**ティーブレイク**

前半戦 ティーブレイク

 月曜に予兆、火曜日に開戦し、水曜日は集中砲火を受け。ようちゃんも精一杯防戦してるんですが、展開の速さと激しさが想定をはるかにオーバーしていて、事態を全くこなせていません。


 たかが電話での応対じゃないか。まあ、そうですね。それが通常のクレーム処理ならば、ね。でも、ようちゃんのところにかかってくるのは、明らかに自分を標的にした攻撃なんですよ。商品や社に対するクレームじゃないんです。

 あなたなら、それに耐えることが出来ますか? あなた自身を標的にした嫌がらせで、あなたには嫌がらせを受ける覚えがない。しかもあなたは職務として攻撃を無視出来ない。応対し、記録を残し、次にどうするかを考えなければならない。職務放棄して逃げるわけにはいかないんです。その上、誰も信用できる味方がいない。それは、間違いなく拷問だと思います。ようちゃんが吐くほどの強烈なストレスを抱え込んだのは、無理からぬことなんですよ。それでなくてもようちゃんの属性は羊。元々は、ことなかれが処世術の平和主義者なんですから。


◇ ◇ ◇


 さて。当たり前ですが、テレルームに缶詰のままじゃあ何も情報が入ってきません。社内の情報源である白田さんとの関係が途絶寸前ですから、情報ソースを外に求めないと、ようちゃんは身動き出来なくなってしまいます。推論を組み立てるのに必要な事実ファクトが、どうしても欲しい。突き動かされるように、ようちゃんは打って出ることを決意しました。それはあくまでも情報収集のための偵察で、誰かに攻撃を仕掛けることが目的ではありません。社長にも事前にそう説明していますね。
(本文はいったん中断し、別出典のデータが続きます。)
//! # Tenor Core
//!
//! Core types for the Tenor term structure library.
//!
//! This crate provides the leaf building blocks every curve depends on:
//!
//! - **Types**: [`Date`], [`CompoundingType`] and [`DailyDatesRange`]
//! - **Day Count Conventions**: `ACT/360`, `ACT/365`, `30/360` and `BUS/252`
//! - **Business Day Calendars**: holiday calendars plus a process-wide
//!   registry used by the `BUS/252` convention
//!
//! ## Example
//!
//! ```rust
//! use tenor_core::prelude::*;
//!
//! let start = Date::from_ymd(2015, 8, 3).unwrap();
//! let end = Date::from_ymd(2015, 10, 10).unwrap();
//!
//! let yf = DayCountConvention::Actual365.year_fraction(start, end).unwrap();
//! let erf = CompoundingType::Simple.effective_rate_factor(0.158, yf);
//! assert!((erf - 1.0294356164383562).abs() < 1e-12);
//! ```

#![warn(missing_docs)]
#![warn(clippy::all)]
#![warn(clippy::pedantic)]
#![allow(clippy::module_name_repetitions)]
#![allow(clippy::missing_errors_doc)]
#![allow(clippy::missing_panics_doc)]
#![allow(clippy::must_use_candidate)]
#![allow(clippy::doc_markdown)]
#![allow(clippy::cast_possible_wrap)]
#![allow(clippy::cast_lossless)]
#![allow(clippy::cast_precision_loss)]
#![allow(clippy::cast_possible_truncation)]
#![allow(clippy::cast_sign_loss)]
#![allow(clippy::similar_names)]
#![allow(clippy::unreadable_literal)]
#![allow(clippy::uninlined_format_args)]
#![allow(clippy::match_same_arms)]

pub mod calendars;
pub mod daycounts;
pub mod error;
pub mod types;

/// Prelude module for convenient imports.
pub mod prelude {
    pub use crate::calendars::{business_days_between, Calendar, CalendarId};
    pub use crate::daycounts::{DayCount, DayCountConvention};
    pub use crate::error::{CoreError, CoreResult};
    pub use crate::types::{CompoundingType, DailyDatesRange, Date};
}

// Re-export commonly used types at crate root
pub use calendars::CalendarId;
pub use daycounts::DayCountConvention;
pub use error::{CoreError, CoreResult};
pub use types::{CompoundingType, DailyDatesRange, Date};
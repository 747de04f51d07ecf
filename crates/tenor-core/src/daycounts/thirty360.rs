//! 30/360 day count convention.

use super::DayCount;
use crate::error::CoreResult;
use crate::types::Date;

/// 30/360 on raw calendar fields.
///
/// Day fields are used as they are: no end-of-month or February rules are
/// applied, so 31st-of-month dates count one day more than the US or
/// Eurobond variants would.
///
/// # Formula
///
/// $$\text{Days} = 360 \times (Y_2 - Y_1) + 30 \times (M_2 - M_1) + (D_2 - D_1)$$
#[derive(Debug, Clone, Copy, Default, PartialEq, Eq)]
pub struct Thirty360;

impl DayCount for Thirty360 {
    fn name(&self) -> &'static str {
        "30/360"
    }

    fn basis(&self) -> f64 {
        360.0
    }

    fn day_count(&self, start: Date, end: Date) -> CoreResult<i64> {
        let dy = i64::from(end.year()) - i64::from(start.year());
        let dm = i64::from(end.month()) - i64::from(start.month());
        let dd = i64::from(end.day()) - i64::from(start.day());

        Ok(360 * dy + 30 * dm + dd)
    }
}
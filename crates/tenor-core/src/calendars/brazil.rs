//! Brazilian settlement calendar.

use super::rules::days_from_easter;
use super::Calendar;
use crate::types::Date;

/// Brazil national (settlement) calendar.
///
/// Weekends and the national holidays:
/// * New Year's Day (Jan 1)
/// * Carnival Monday and Tuesday (Easter - 48, Easter - 47)
/// * Good Friday (Easter - 2)
/// * Tiradentes (Apr 21)
/// * Labour Day (May 1)
/// * Corpus Christi (Easter + 60)
/// * Independence Day (Sep 7)
/// * Nossa Senhora Aparecida (Oct 12)
/// * All Souls' Day (Nov 2)
/// * Republic Day (Nov 15)
/// * Black Consciousness Day (Nov 20, from 2024)
/// * Christmas (Dec 25)
///
/// This is the calendar behind `BUS/252` curves on Brazilian rates.
#[derive(Debug, Clone, Copy, Default)]
pub struct BrazilCalendar;

impl BrazilCalendar {
    fn is_national_holiday(date: Date) -> bool {
        let fixed = matches!(
            (date.month(), date.day()),
            (1, 1) | (4, 21) | (5, 1) | (9, 7) | (10, 12) | (11, 2) | (11, 15) | (12, 25)
        ) || (date.month() == 11 && date.day() == 20 && date.year() >= 2024);

        fixed || matches!(days_from_easter(date), Some(-48 | -47 | -2 | 60))
    }
}

impl Calendar for BrazilCalendar {
    fn name(&self) -> &'static str {
        "Brazil"
    }

    fn is_business_day(&self, date: Date) -> bool {
        !date.is_weekend() && !Self::is_national_holiday(date)
    }
}

#[cfg(test)]
mod tests {
    use super::*;

    fn date(y: i32, m: u32, d: u32) -> Date {
        Date::from_ymd(y, m, d).unwrap()
    }

    #[test]
    fn test_moveable_feasts_2015() {
        let cal = BrazilCalendar;
        // Easter 2015: April 5
        assert!(!cal.is_business_day(date(2015, 2, 16)));
        assert!(!cal.is_business_day(date(2015, 2, 17)));
        assert!(cal.is_business_day(date(2015, 2, 18)));
        assert!(!cal.is_business_day(date(2015, 4, 3)));
        assert!(!cal.is_business_day(date(2015, 6, 4)));
    }

    #[test]
    fn test_fixed_holidays() {
        let cal = BrazilCalendar;
        // 2015-04-21 Tuesday, 2015-09-07 Monday, 2015-10-12 Monday
        assert!(!cal.is_business_day(date(2015, 4, 21)));
        assert!(!cal.is_business_day(date(2015, 9, 7)));
        assert!(!cal.is_business_day(date(2015, 10, 12)));
        assert!(!cal.is_business_day(date(2015, 12, 25)));
    }

    #[test]
    fn test_black_consciousness_day() {
        let cal = BrazilCalendar;
        // Friday in 2015, Wednesday in 2024
        assert!(cal.is_business_day(date(2015, 11, 20)));
        assert!(!cal.is_business_day(date(2024, 11, 20)));
    }

    #[test]
    fn test_regular_days() {
        let cal = BrazilCalendar;
        assert!(cal.is_business_day(date(2015, 8, 3)));
        assert!(!cal.is_business_day(date(2015, 8, 8)));
    }

    #[test]
    fn test_business_days_in_2015() {
        // 104 weekend days, 11 weekday holidays (Nov 15 fell on a Sunday)
        let cal = BrazilCalendar;
        assert_eq!(
            cal.business_days_between(date(2015, 1, 1), date(2016, 1, 1)),
            365 - 104 - 11
        );
    }
}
 足で地道に事実情報を集める。そのためにようちゃんが社長からゲット出来たのは、一日。たった一日です。この後第十三章から第十九章まで、ようちゃんがどこかに足を向け何か行動を起こす度に、どんどん状況が変わって行きます。そして戦果をもとにようちゃんが推論を練り直し、固めていきます。


 新たな人物の登場、新事実の判明、そしてようちゃんがそれをもとにどういう推論を組み立てるか。中盤は、この話を大きく動かす遊撃編になります。


◇ ◇ ◇


 ちょい、こぼれ話を。


 第九章で、ようちゃんがファクトを集めるためにネット検索を使いました。特別変わったことをしたわけではなく、わたしたちでもすぐに使える方法ですね。キーワードや名前を打ち込んで、リターン一発。ぞろぞろと検索結果が出てきます。とても便利な反面、自分の知らないところで勝手に個人情報がうろうろすることに怖さを感じるかもしれません。よく言われることですが、どこかに公開されてしまった情報は完全に消去するのは困難で、良くも悪くもずっと残ってしまいます。デジタルタトゥー(デジタルの刺青)なんていう言い方もありますね。

 でもね、一切ネットアクセスをしなくても、個人情報はわたしたちの知らない間にどこかで電子網に乗るんですよ。数多あまたある情報漏洩の事件を引き合いに出すまでもなく、今はそういう世の中なわけで。ですから、ネットで自己情報をオープンにすることを徒らに恐れ過ぎるのもどうかなあと思うわけです。


 自分の情報を出さないことでコントロールするやり方、蛇口を閉める方法が一方であり。もう一方で、出した情報のクオリティを自力でコントロールするというやり方、蛇口をきちんと開ける方法があります。どちらが正しいということではなく、それを上手に使い分けようよっていうことかなーと。


◇ ◇ ◇


 では、この後外勤に出るようちゃんの後ろをとことこと付いていくことにしましょう。途中ではぐれないようにねー。